Platform comparison
| Platform | YES odds | NO odds | Fee | KYC | Settlement | |
|---|---|---|---|---|---|---|
Polymarket (via Polymarket Alternative) Pick polygram.ink (preferred broker) |
18% | 82% | 0% (USDC on-chain) | No-KYC up to $1,500 | USDC, auto via UMA oracle | Open the market → |
Polymarket (direct) polymarket.com |
18% | 82% | 0% | Geo-blocked in US/UK/EU | USDC, on-chain | Open the market → |
Kalshi kalshi.com |
— | — | Up to 7% per trade | US-only, KYC required | USD | Open the market → |
Betfair Exchange betfair.com |
— | — | 2-5% commission | Full KYC from first trade | GBP / EUR | Open the market → |
Manifold Markets manifold.markets |
— | — | Play-money (mana) | None — play-money | Mana (no cash-out) | Open the market → |
Outcome probabilities
Current market-implied probability for each outcome, from the live order book.
| Outcome | Probability |
|---|---|
| July 31 | 18% |
| June 30 | 1% |
| June 26 | 0% |
Market context
On 14 June 2026, the United States and Iran signed a memorandum of understanding that halted immediate conflict and established a 60-day window to negotiate a final peace deal, including the reopening of the Strait of Hormuz and an end to hostilities in Lebanon. The agreement grants Iran significant economic relief and sanctions suspension, contingent on a long-term moratorium on uranium enrichment and the down-blending of its highly enriched stockpile under IAEA supervision[1][3].
Historically, US-Iran negotiations have collapsed due to deep mistrust and unmet preconditions, such as Trump’s 2025 demands for uranium delivery and asset freezes, which stalled talks until a ceasefire framework emerged[3]. With only a 1% crowd-implied probability that Iran will terminate the process, the market reflects confidence that the immediate sanctions relief and blocked asset access (estimated at $80–100 billion) outweigh the risks of withdrawal[2][5]. Platforms diverge here: Polymarket uses decimal odds without KYC, while Kalshi and Betfair require identity verification and quote implied probabilities, affecting liquidity depth on such low-probability events.
Traders should monitor official Iranian statements regarding the 60-day negotiation deadline and any US delays in lifting the naval blockade, as Paragraph 4 mandates full removal within 30 days[4]. Analysts warn that a lack of trust could still collapse talks before the deadline expires[10]. Recent reporting from the Soufan Center confirms Iran has already received legislative waivers for asset sales, reinforcing the incentive to continue negotiations[5]. On Kalshi, fees are higher for low-volume contracts, whereas Polymarket’s fee structure may offer better value for speculative positions on this specific outcome.
Methodology
We read Iran announces withdrawal from MOU negotiations by 2026? from four platform perspectives: Polymarket (on-chain CLOB), Kalshi (CFTC-regulated exchange), Betfair Exchange (sports book exchange), Smarkets (peer-to-peer betting exchange). Polymarket's live mid is the canonical probability; the side-by-side columns benchmark fees, KYC, settlement currency and deposit rails so you can choose the venue that fits your jurisdiction and trade size.
Resolution & payout
Polymarket settles via UMA Optimistic Oracle on Polygon. A proposer posts the outcome with a bond, the two-hour window runs, then the smart contract pays USDC.
Kalshi settles USD through the CFTC-regulated clearinghouse — the cleanest variant, with heavier KYC. Betfair Exchange settles in account currency (GBP/EUR), net of 2-5% commission. Smarkets follows the same model as Betfair with a lower default 2% commission.
FAQ
- Polymarket vs Kalshi — which is better?

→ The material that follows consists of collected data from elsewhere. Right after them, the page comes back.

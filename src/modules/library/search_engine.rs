use crate::core::models::Track;
use fuzzy_matcher::FuzzyMatcher;
use fuzzy_matcher::skim::SkimMatcherV2;

/// Result of a fuzzy search operation
#[derive(Debug, Clone)]
pub struct SearchResult<'a> {
    /// Position in the catalog
    pub index: usize,
    pub track: &'a Track,
    /// Match score (higher is better)
    pub score: i64,
}

/// Search engine for finding tracks with fuzzy matching
pub struct SearchEngine {
    matcher: SkimMatcherV2,
    min_score: i64,
}

impl SearchEngine {
    pub fn new() -> Self {
        Self::with_min_score(0)
    }

    /// Matches scoring below `min_score` are discarded.
    pub fn with_min_score(min_score: i64) -> Self {
        Self {
            matcher: SkimMatcherV2::default(),
            min_score,
        }
    }

    /// Perform a fuzzy search across the catalog
    ///
    /// Results are sorted by relevance (best matches first); ties keep catalog
    /// order. An empty query returns every track in catalog order.
    pub fn search<'a>(&self, tracks: &'a [Track], query: &str) -> Vec<SearchResult<'a>> {
        let query = query.trim();
        if query.is_empty() {
            return tracks
                .iter()
                .enumerate()
                .map(|(index, track)| SearchResult {
                    index,
                    track,
                    score: 0,
                })
                .collect();
        }

        let query_lower = query.to_lowercase();

        let mut results: Vec<SearchResult> = tracks
            .iter()
            .enumerate()
            .filter_map(|(index, track)| {
                self.score_track(track, &query_lower)
                    .filter(|score| *score >= self.min_score)
                    .map(|score| SearchResult {
                        index,
                        track,
                        score,
                    })
            })
            .collect();

        // Stable sort keeps catalog order between equal scores.
        results.sort_by(|a, b| b.score.cmp(&a.score));

        results
    }

    /// Best score across title, artist, album, genre and the combined key.
    fn score_track(&self, track: &Track, query: &str) -> Option<i64> {
        let combined = format!(
            "{} {} {} {}",
            track.title, track.artist, track.album, track.genre
        )
        .to_lowercase();

        [
            track.title.as_str(),
            track.artist.as_str(),
            track.album.as_str(),
            track.genre.as_str(),
            combined.as_str(),
        ]
        .into_iter()
        .filter_map(|field| self.matcher.fuzzy_match(field, query))
        .max()
    }
}

impl Default for SearchEngine {
    fn default() -> Self {
        Self::new()
    }
}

- Depends on your location. Kalshi is CFTC-regulated, US-only with full KYC. Polymarket is global, on-chain, no KYC up to $1,500. Polymarket has ~10x higher liquidity but higher regulatory risk.

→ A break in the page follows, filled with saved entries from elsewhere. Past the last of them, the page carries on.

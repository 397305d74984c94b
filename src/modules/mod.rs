pub mod library;
pub mod playback;
pub mod storage;
pub mod ui;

- Which platform has the deepest liquidity?
- Polymarket — by a wide margin. Top markets reach $50-500M volume, Kalshi ~$200M cumulative, Betfair similar. Deeper liquidity means your trade moves the quote less.

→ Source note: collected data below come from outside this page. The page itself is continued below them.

/// Formats seconds as `M:SS`, rounding down to whole seconds.
///
/// Negative, NaN and infinite inputs render as `0:00`.
pub fn format_time(seconds: f64) -> String {
    if !seconds.is_finite() || seconds <= 0.0 {
        return "0:00".to_string();
    }

    let total_secs = seconds.floor() as u64;
    format!("{}:{:02}", total_secs / 60, total_secs % 60)
}

/// Formats a long total (e.g. listening time) as `Hh Mm`.
pub fn format_listening_time(seconds: f64) -> String {
    if !seconds.is_finite() || seconds <= 0.0 {
        return "0h 0m".to_string();
    }

    let total_secs = seconds.floor() as u64;
    format!("{}h {}m", total_secs / 3600, (total_secs % 3600) / 60)
}

/// Represents formatted progress information ready for display
#[derive(Debug, Clone, PartialEq, Eq)]
pub struct FormattedProgress {
    pub elapsed_text: String,
    pub total_text: String,
    pub combined_label: String,
    pub percentage: u8,
}

/// Strategy pattern for different progress label formats
pub trait ProgressLabelFormatter {
    fn format(&self, elapsed: f64, total: f64, percentage: u8) -> String;
}

/// Compact formatter: "0:34/3:10"
pub struct CompactProgressFormatter;

impl ProgressLabelFormatter for CompactProgressFormatter {
    fn format(&self, elapsed: f64, total: f64, _percentage: u8) -> String {
        format!("{}/{}", format_time(elapsed), format_time(total))
    }
}

/// Percentage formatter: "18% (0:34/3:10)"
pub struct PercentageProgressFormatter;

impl ProgressLabelFormatter for PercentageProgressFormatter {
    fn format(&self, elapsed: f64, total: f64, percentage: u8) -> String {
        format!(
            "{}% ({}/{})",
            percentage,
            format_time(elapsed),
            format_time(total)
        )
    }
}

/// Factory for creating formatted progress information
pub struct ProgressFormatter<F: ProgressLabelFormatter> {
    label_formatter: F,
}

impl<F: ProgressLabelFormatter> ProgressFormatter<F> {
    pub fn new(label_formatter: F) -> Self {
        Self { label_formatter }
    }

    pub fn format(&self, elapsed: f64, total: f64, percentage: u8) -> FormattedProgress {
        FormattedProgress {
            elapsed_text: format_time(elapsed),
            total_text: format_time(total),
            combined_label: self.label_formatter.format(elapsed, total, percentage),
            percentage,
        }
    }
}

impl ProgressFormatter<CompactProgressFormatter> {
    pub fn compact_formatter() -> Self {
        Self::new(CompactProgressFormatter)
    }
}

impl ProgressFormatter<PercentageProgressFormatter> {
    pub fn percentage_formatter() -> Self {
        Self::new(PercentageProgressFormatter)
    }
}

- Is Betfair a Polymarket alternative?
- Only partially. Betfair Exchange is UK-focused with a sports-betting emphasis; they have politics markets but with thinner liquidity than Polymarket. Settlement in GBP/EUR, 2-5% commission on winnings.
- What about Smarkets as an alternative?
- Smarkets is a UK betting exchange with a lower default commission (2%) than Betfair. Liquidity on political markets is below Polymarket, comparable to Kalshi. Geo-blocked in many jurisdictions.
- Which platform is accessible globally?
- Polymarket is geo-blocked in the US/UK/EU. Kalshi is US-only. Betfair and Smarkets are UK-restricted. Polymarket Alternative has a different geo footprint and routes to Polymarket's order book at 0% fees.